Evans echoed similar sentiments expressed by other attendees, many of whom talked about how high school students are ill-informed about the choices and opportunities that await them.

Seeking a liberal arts degree is the obvious career path, but technical college and workforce training programs can offer a way forward for those less inclined to sit in a classroom and take notes, attendees said.

“They’re leapfrogging our local industry,” said Hall County Schools Superintendent Will Schofield.

According to the Bureau of Labor Statistics, in 2010 about 48 percent of college graduates reported working in fields that did not require a bachelor’s degree.

Schofield said he believes many of these graduates might have been better off pursuing careers as welders, mechanics or in other manufacturing jobs. And he said he hopes local schools can redefine success for high school students by providing them with a broader curriculum that incorporates job training in fields like manufacturing.

Hall County is home to more than 320 manufacturers, and Lanier Technical College houses a Manufacturing Development Center to provide training in a number of related fields.

Lanier Tech works with local manufacturers to customize training programs for new and existing workers.

For example, the college recently began working with King’s Hawaiian, known for its dinner rolls, to provide prescreening programs for potential workers, as well as leadership training programs for management.

But attendees agreed more needed to be done to ensure the local workforce for this industry remains robust and qualified.

For example, businesses need to be more hospitable in their hiring practices, reaching out to schools to attract qualified candidates, and perhaps even hosting open house events to showcase available jobs. Changing the perception of what working a manufacturing job is like, or how much it pays, is critical in this endeavor, attendees said.

Gainesville City Schools Superintendent Merrianne Dyer said it’s also paramount that the local public education system adapt to changing workforce needs and cultural dynamics.

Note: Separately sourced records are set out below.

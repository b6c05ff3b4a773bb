use axum::{Json, extract::State, http::StatusCode, response::IntoResponse};
use db::dashboard::{self, DepartmentSheetCount, OverviewCounts};
use serde::Serialize;
use util::state::AppState;

use crate::response::ApiResponse;
use crate::routes::common::domain_error;

#[derive(Debug, Serialize, Default)]
pub struct OverviewResponse {
    pub counts: Option<OverviewCounts>,
    pub department_breakdown: Vec<DepartmentSheetCount>,
}

/// GET /api/dashboard/overview
///
/// Aggregate statistics for the admin landing page: exam/sheet/grievance
/// totals plus sheet volume per department. Admin only.
///
/// ### Response
/// ```json
/// {
///   "success": true,
///   "data": {
///     "counts": {
///       "exams": 4,
///       "answer_sheets": 120,
///       "pending_sheets": 17,
///       "grievances_pending": 3,
///       "grievances_under_review": 1,
///       "grievances_resolved": 9,
///       "grievances_rejected": 2
///     },
///     "department_breakdown": [
///       { "department_id": 1, "department": "Computer Science", "sheets": 80 }
///     ]
///   },
///   "message": "Overview retrieved successfully"
/// }
/// ```
pub async fn get_overview(State(app_state): State<AppState>) -> impl IntoResponse {
    let db = app_state.db();

    let counts = match dashboard::overview_counts(db).await {
        Ok(counts) => counts,
        Err(e) => return domain_error(e),
    };

    let department_breakdown = match dashboard::department_breakdown(db).await {
        Ok(breakdown) => breakdown,
        Err(e) => return domain_error(e),
    };

    let response = OverviewResponse {
        counts: Some(counts),
        department_breakdown,
    };

    (
        StatusCode::OK,
        Json(ApiResponse::success(
            response,
            "Overview retrieved successfully",
        )),
    )
}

Connecting students with job training programs earlier in their educational life, developing programming to educate parents about the career choices available to their children and expanding curriculum are a few of the ways that schools can help facilitate recruitment.

Additionally, conducting tests that gauge a student’s interest in and knowledge of particular fields is critical throughout their educational lives, attendees said.

But these things are easier said than done.

Dyer acknowledged school officials and business leaders need to show the value in what they are advocating, as well as provide options.

Moreover, attendees agreed more can be done to teach students critical thinking skills, tools that can go a long way in siphoning the best from the best.

“You need people who can think through issues,” said Joe Leonardo, director of manufacturing for King’s Hawaiian.